Yes, let us see how many takers you get on this one.

I am confident the small group of volunteers chosen for these first cards will quickly realise, like I already do, that identity cards are secure, convenient and here to help protect us all.

This final paragraph is particularly galling. A small group of ‘volunteers?’ Presumably these are the lunatics who will be ‘pre-registering their interest.’ And yet the selection of the word ‘chosen’ suggests either (a) these may not necessarily be volunteers, or (b) this is the government’s pathetic attempt to make it sound as if the pool of ‘volunteers’ will be so big that they’ll be stymied by their surfeit of options.

Either way, I am fucking floored by the characterisation of the ID cards as ‘secure, convenient and here to help protect us all.’ How is giving all ten of my fingerprints ‘convenient’? Surely I will have to take myself to a special face-scanning station to get my face scanned; it’s not as if there will be booths for it in Tesco (as there are for passport photos). And there is no question of ID cards being free, surely? Will I have to pay another £90 for it on top of the £800 I already pay for my visa and work permit?

‘Secure,’ hmph. Vide supra.

‘Helping to protect us all’ is another good one. From what – benefit fraud?
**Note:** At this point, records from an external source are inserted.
/// Reconnecting, heartbeating session over a [`Transport`].
#[derive(Debug)]
pub struct StreamSession<T = WsTransport> {
    config: StreamConfig,
    policy: ReconnectPolicy,
    transport: T,
    state: SessionState,
    closed_by_user: bool,
    awaiting_close: bool,
    generation: Generation,
    reconnect_attempt: usize,
    shared: Arc<SharedState>,
    replayed: HashSet<String>,
    observers: Observers,
    heartbeat: Option<JoinHandle<()>>,
    reconnect: Option<JoinHandle<()>>,
    events_tx: mpsc::UnboundedSender<SessionEvent>,
    events_rx: mpsc::UnboundedReceiver<SessionEvent>,
}

impl StreamSession<WsTransport> {
    /// Creates a session over a websocket transport.
    pub fn new(config: StreamConfig) -> Result<Self, ConfigError> {
        Self::with_transport(config, WsTransport::new())
    }
}

impl<T: Transport> StreamSession<T> {
    /// Creates a session over an explicit transport.
    pub fn with_transport(config: StreamConfig, transport: T) -> Result<Self, ConfigError> {
        config.validate()?;
        let (events_tx, events_rx) = mpsc::unbounded_channel();
        Ok(Self {
            policy: config.reconnect_policy(),
            config,
            transport,
            state: SessionState::Idle,
            closed_by_user: false,
            awaiting_close: false,
            generation: 0,
            reconnect_attempt: 0,
            shared: Arc::new(SharedState::default()),
            replayed: HashSet::new(),
            observers: Observers::default(),
            heartbeat: None,
            reconnect: None,
            events_tx,
            events_rx,
        })
    }

    /// Returns a cloneable handle that queues operations onto this session.
    pub fn client(&self) -> StreamClient {
        StreamClient::new(self.events_tx.clone(), Arc::clone(&self.shared))
    }

    pub fn config(&self) -> &StreamConfig {
        &self.config
    }

    pub fn state(&self) -> SessionState {
        self.state
    }

    pub fn is_connected(&self) -> bool {
        self.transport.is_connected()
    }

    /// Returns the subscription set in replay order.
    pub fn subscriptions(&self) -> Vec<String> {
        self.shared.subscriptions()
    }

    pub fn on_message<F>(&mut self, handler: F)
    where
        F: FnMut(&Value) + Send + 'static,
    {
        self.observers.register(Observer::Message(Box::new(handler)));
    }

    pub fn on_error<F>(&mut self, handler: F)
    where
        F: FnMut(&TransportError) + Send + 'static,
    {
        self.observers.register(Observer::Error(Box::new(handler)));
    }

    pub fn on_open<F>(&mut self, handler: F)
    where
        F: FnMut() + Send + 'static,
    {
        self.observers.register(Observer::Open(Box::new(handler)));
    }

    pub fn on_close<F>(&mut self, handler: F)
    where
        F: FnMut() + Send + 'static,
    {
        self.observers.register(Observer::Close(Box::new(handler)));
    }

    /// Starts connecting. No-op while already connecting or open.
    pub fn connect(&mut self) {
        if matches!(self.state, SessionState::Connecting | SessionState::Open) {
            debug!(event = "stream_connect_ignored", state = ?self.state);
            return;
        }
        self.closed_by_user = false;
        self.cancel_reconnect();
        self.reconnect_attempt = 0;
        self.open_transport();
    }

    /// Closes the session. Safe to call repeatedly in any state; no reconnect
    /// is scheduled afterwards, including one that was already pending.
    pub fn close(&mut self) {
        if self.state != SessionState::Closed {
            info!(event = "stream_close_requested", endpoint = %self.config.endpoint);
        }
        self.closed_by_user = true;
        self.stop_heartbeat();
        self.cancel_reconnect();
        if self.transport.is_connected() {
            self.awaiting_close = true;
        }
        self.state = SessionState::Closed;
        self.shared.set_connected(false);
        self.transport.close();
    }

    /// Adds `channel` to the subscription set and subscribes now if open.
    pub fn subscribe(&mut self, channel: impl Into<String>) {
        let channel = channel.into();
        self.shared.insert_subscription(channel.clone());
        self.send(&ClientMessage::subscribe(channel));
    }

    /// Removes `channel` from the subscription set and sends an unsubscribe.
    pub fn unsubscribe(&mut self, channel: &str) {
        self.shared.remove_subscription(channel);
        self.send(&ClientMessage::unsubscribe(channel));
    }

    /// Sends a one-shot query. `id` defaults to the current timestamp in ms.
    pub fn request(&mut self, channel: impl Into<String>, id: Option<String>) {
        let id = id.unwrap_or_else(|| now_ms().to_string());
        self.send(&ClientMessage::request(channel, id));
    }

    /// Waits for the next queued event.
    pub async fn next_event(&mut self) -> Option<SessionEvent> {
        self.events_rx.recv().await
    }

    /// Applies every event already queued without waiting. Returns how many
    /// were handled.
    pub fn process_pending(&mut self) -> usize {
        let mut handled = 0;
        while let Ok(event) = self.events_rx.try_recv() {
            self.handle(event);
            handled += 1;
        }
        handled
    }

    /// Drives the session until it is closed for good.
    pub async fn run(mut self) {
        while !self.is_finished() {
            let next = if self.state == SessionState::Closed {
                match tokio::time::timeout(CLOSE_GRACE, self.next_event()).await {
                    Ok(next) => next,
                    Err(_) => {
                        debug!(event = "stream_close_grace_elapsed");
                        break;
                    }
                }
            } else {
                self.next_event().await
            };
            let Some(event) = next else {
                break;
            };
            self.handle(event);
        }
        debug!(event = "stream_session_finished", endpoint = %self.config.endpoint);
    }

    /// Closed and no longer waiting for the transport to confirm it.
    pub fn is_finished(&self) -> bool {
        self.state == SessionState::Closed && !self.awaiting_close
    }

    /// Applies one event.
    pub fn handle(&mut self, event: SessionEvent) {
        match event {
            SessionEvent::Transport { generation, event } => {
                if generation != self.generation {
                    debug!(
                        event = "stream_stale_transport_event",
                        generation,
                        current = self.generation
                    );
                    return;
                }
                self.on_transport_event(event);
            }
            SessionEvent::HeartbeatTick { generation } => {
                if generation == self.generation && self.state == SessionState::Open {
                    self.send_heartbeat();
                }
            }
            SessionEvent::ReconnectDue { generation } => {
                if generation == self.generation
                    && self.state == SessionState::Reconnecting
                    && !self.closed_by_user
                {
                    self.reconnect = None;
                    self.open_transport();
                }
            }
            SessionEvent::Command(command) => self.apply_command(command),
        }
    }

    fn apply_command(&mut self, command: Command) {
        match command {
            Command::Connect => self.connect(),
            Command::Close => self.close(),
            Command::Subscribe(channel) => {
                // Queued behind the open that already replayed it.
                if !self.replayed.remove(&channel) {
                    self.send(&ClientMessage::subscribe(channel));
                }
            }
            Command::Unsubscribe(channel) => {
                self.replayed.remove(&channel);
                self.send(&ClientMessage::unsubscribe(channel));
            }
            Command::Send(message) => self.send(&message),
            Command::Register(observer) => self.observers.register(observer),
        }
    }

    fn on_transport_event(&mut self, event: TransportEvent) {
        match event {
            TransportEvent::Opened => self.on_opened(),
            TransportEvent::Frame(bytes) => self.on_frame(&bytes),
            TransportEvent::Errored(err) => {
                error!(event = "stream_transport_error", error = %err);
                self.observers.dispatch_error(&err);
            }
            TransportEvent::Closed(info) => self.on_closed(info),
        }
    }

    fn on_opened(&mut self) {
        if self.closed_by_user {
            // Handshake finished after close(); tear the connection down.
            debug!(event = "stream_opened_after_close");
            self.awaiting_close = true;
            self.transport.close();
            return;
        }

        info!(
            event = "stream_open",
            endpoint = %self.config.endpoint,
            generation = self.generation
        );
        self.state = SessionState::Open;
        self.reconnect_attempt = 0;
        self.shared.set_connected(true);
        self.start_heartbeat();

        self.replayed.clear();
        for channel in self.shared.subscriptions() {
            self.send(&ClientMessage::subscribe(channel.clone()));
            self.replayed.insert(channel);
        }

        self.observers.dispatch_open();
    }

    fn on_frame(&mut self, bytes: &[u8]) {
        match decode_frame(bytes) {
            Ok(InboundMessage::Ping(echo)) => self.send(&ClientMessage::pong(echo)),
            Ok(InboundMessage::Data(message)) => self.observers.dispatch_message(&message),
            Err(err) => {
                warn!(event = "stream_frame_decode_failed", error = %err, len = bytes.len());
            }
        }
    }

    fn on_closed(&mut self, info: CloseInfo) {
        let expected = match self.state {
            SessionState::Connecting | SessionState::Open => true,
            SessionState::Closed => self.awaiting_close,
            SessionState::Idle | SessionState::Reconnecting => false,
        };
        if !expected {
            debug!(event = "stream_duplicate_close_ignored", state = ?self.state);
            return;
        }

        warn!(
            event = "stream_closed",
            code = ?info.code,
            reason = %info.reason,
            by_user = self.closed_by_user
        );
        self.stop_heartbeat();
        self.awaiting_close = false;
        self.shared.set_connected(false);
        self.observers.dispatch_close();

        if self.closed_by_user || !self.policy.enabled {
            self.state = SessionState::Closed;
            return;
        }

        self.reconnect_attempt += 1;
        let delay = self.policy.delay_for_attempt(self.reconnect_attempt);
        info!(
            event = "stream_reconnect_scheduled",
            delay_ms = delay.as_millis() as u64,
            attempt = self.reconnect_attempt
        );
        self.state = SessionState::Reconnecting;
        self.schedule_reconnect(delay);
    }

    fn open_transport(&mut self) {
        self.generation += 1;
        self.state = SessionState::Connecting;
        // A close confirmation from the previous generation is now stale.
        self.awaiting_close = false;
        self.replayed.clear();
        info!(
            event = "stream_connecting",
            endpoint = %self.config.endpoint,
            generation = self.generation
        );
        let events = TransportEvents::new(self.generation, self.events_tx.clone());
        self.transport.open(&self.config.endpoint, events);
    }

    fn send(&mut self, message: &ClientMessage) {
        if !self.transport.is_connected() {
            debug!(event = "stream_send_dropped", message = ?message);
            return;
        }
        match message.to_text() {
            Ok(text) => self.transport.send(text),
            Err(err) => warn!(event = "stream_encode_failed", error = %err),
        }
    }

    fn send_heartbeat(&mut self) {
        if self.transport.is_connected() {
            self.send(&ClientMessage::ping(now_ms()));
        }
    }

    fn start_heartbeat(&mut self) {
        self.stop_heartbeat();

        let period = self.config.heartbeat_interval();
        let generation = self.generation;
        let events_tx = self.events_tx.clone();
        self.heartbeat = Some(tokio::spawn(async move {
            let mut ticker = tokio::time::interval_at(Instant::now() + period, period);
            ticker.set_missed_tick_behavior(MissedTickBehavior::Delay);
            loop {
                ticker.tick().await;
                if events_tx
                    .send(SessionEvent::HeartbeatTick { generation })
                    .is_err()
                {
                    break;
                }
            }
        }));
    }

    fn stop_heartbeat(&mut self) {
        if let Some(task) = self.heartbeat.take() {
            task.abort();
        }
    }

    fn schedule_reconnect(&mut self, delay: Duration) {
        self.cancel_reconnect();

        let generation = self.generation;
        let events_tx = self.events_tx.clone();
        self.reconnect = Some(tokio::spawn(async move {
            tokio::time::sleep(delay).await;
            let _ = events_tx.send(SessionEvent::ReconnectDue { generation });
        }));
    }

    fn cancel_reconnect(&mut self) {
        if let Some(task) = self.reconnect.take() {
            task.abort();
        }
    }
}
The assumptions being made in this ‘article’ are astounding. First, that I as a foreigner am happy to surrender my privacy, and to pay for the privilege of doing so, to protect the British public. Not being able to vote, I have been given no choice in this matter whatsoever. And the British public I’m surrendering my privacy to protect are, if Ms Smith is to be believed, in favour of this scheme, which will save us from the scourge of ‘illegal working and benefit fraud.’

Second, let us not forget that I already possess two documents that prove I am living and working here legally: my visa and my work permit. These documents do not, of course, contain biometric data. They also do not need to be carried on my person at all times. How long will it be, I wonder, before it is announced that ID cards must be carried always and produced upon demand? And of course, the demand will require reasonable cause, but here in the UK, where the police can (or so I’m told) ‘demand’ your DNA when they question you, even if you have done nothing wrong, or lock you up for, what is it now, 28 days? without charge, how ‘reasonable’ is the demand to see my ID card going to have to be?

I object to being scanned, printed, and tagged like a piece of fucking livestock.

*It really ruined my afternoon, all right?

From the Telegraph, I see that Gordon Brown, our monocular prime minister, is trying to weasel out of his pledge of ‘British jobs for British workers.’ It was a stupid thing to say, considering the free movement of labour that is about the only benefit of the UK’s membership in the EU, and now there have been strikes over some Italians taking the fabled ‘British jobs.’

Fair enough; I’d probably weasel too.

But then, when asked his view on possible sympathy strikes, he burbled this:

“That that’s not the right thing to do and it’s not defensible,” he replied. “What we’ve set up as a process to deal with the questions that people have been asking about what has happened in this particular instance.”

That’s not even a sentence.

He went on: “When I talked about British jobs, I was taking about giving people in Britain the skills, so that they have the ability to get jobs which were at present going to people from abroad and actually encouraging people to take up the courses and the education and learning that is necessary for British workers to be far more skilled for the future.”

He wants people in Britain to have the skillz. Hurrah. But his loquacity (can I call it that, or is the choice of word almost too kind?) is awe-inspiring. The education and the learning. Well done. Skillz – learnin’, you know – for British workers to be more skilled.

Wouldn’t it have been vastly easier, and consumed less precious oxygen, for him to say, ‘I didn’t mean jobs. I meant skills. You know. British skills for British workers. QED. Now fuck off, I’m busy.’? Clearly, sensible, concise elegance is too much to ask for from somebody who makes his living by his silver tongue. The twat.